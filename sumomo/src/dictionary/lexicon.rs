mod builder;
mod feature;
mod map;
mod param;

use bincode::{Decode, Encode};

use crate::dictionary::connector::Connector;
use crate::dictionary::word_idx::WordIdx;
use crate::dictionary::{LexType, WordSource};
use crate::utils::FromU32;
use feature::WordFeatures;
use map::WordMap;
use param::WordParams;

pub use param::WordParam;

/// Lexicon of known words.
#[derive(Decode, Encode)]
pub struct Lexicon {
    map: WordMap,
    params: WordParams,
    features: WordFeatures,
    lex_type: LexType,
}

impl Lexicon {
    /// Finds all words that start at the head of `input`, shorter ones first.
    /// Homographs are yielded in the word id order.
    #[inline(always)]
    pub(crate) fn common_prefix_iterator<'a>(
        &'a self,
        input: &'a [char],
    ) -> impl Iterator<Item = LexMatch> + 'a {
        self.map
            .common_prefix_iterator(input)
            .map(move |(word_id, end_char)| {
                LexMatch::new(
                    WordIdx::new(self.lex_type, word_id),
                    self.params.get(usize::from_u32(word_id)),
                    end_char,
                )
            })
    }

    /// Finds the words registered with `surface`.
    #[inline(always)]
    pub(crate) fn exact_match<'a>(&'a self, surface: &str) -> impl Iterator<Item = WordIdx> + 'a {
        self.map
            .exact_match(surface)
            .map(move |word_id| WordIdx::new(self.lex_type, word_id))
    }

    /// Checks if all connection ids are within the connector.
    pub(crate) fn verify<C>(&self, conn: &C) -> bool
    where
        C: Connector,
    {
        self.params.iter().all(|p| {
            usize::from(p.left_id) < conn.num_left() && usize::from(p.right_id) < conn.num_right()
        })
    }

    #[inline(always)]
    pub(crate) fn len(&self) -> usize {
        self.params.len()
    }
}

impl WordSource for Lexicon {
    #[inline(always)]
    fn word_param(&self, word_idx: WordIdx) -> WordParam {
        debug_assert_eq!(word_idx.lex_type, self.lex_type);
        self.params.get(usize::from_u32(word_idx.word_id))
    }

    #[inline(always)]
    fn word_feature(&self, word_idx: WordIdx) -> &str {
        debug_assert_eq!(word_idx.lex_type, self.lex_type);
        self.features.get(usize::from_u32(word_idx.word_id))
    }
}

#[derive(Eq, PartialEq, Debug)]
pub struct LexMatch {
    word_idx: WordIdx,
    word_param: WordParam,
    end_char: usize,
}

impl LexMatch {
    #[inline(always)]
    pub const fn new(word_idx: WordIdx, word_param: WordParam, end_char: usize) -> Self {
        Self {
            word_idx,
            word_param,
            end_char,
        }
    }

    #[inline(always)]
    pub const fn end_char(&self) -> usize {
        self.end_char
    }

    #[inline(always)]
    pub const fn word_idx(&self) -> WordIdx {
        self.word_idx
    }

    #[inline(always)]
    pub const fn word_param(&self) -> WordParam {
        self.word_param
    }
}

/// A row of a lexicon file before it is compiled.
#[derive(Debug, PartialEq, Eq, Clone)]
pub struct RawWordEntry {
    pub surface: String,
    pub param: WordParam,
    pub feature: String,
}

******************************

Looking at the entries above, copy out every line in which "Item" occurs.

    ) -> impl Iterator<Item = LexMatch> + 'a {
    pub(crate) fn exact_match<'a>(&'a self, surface: &str) -> impl Iterator<Item = WordIdx> + 'a {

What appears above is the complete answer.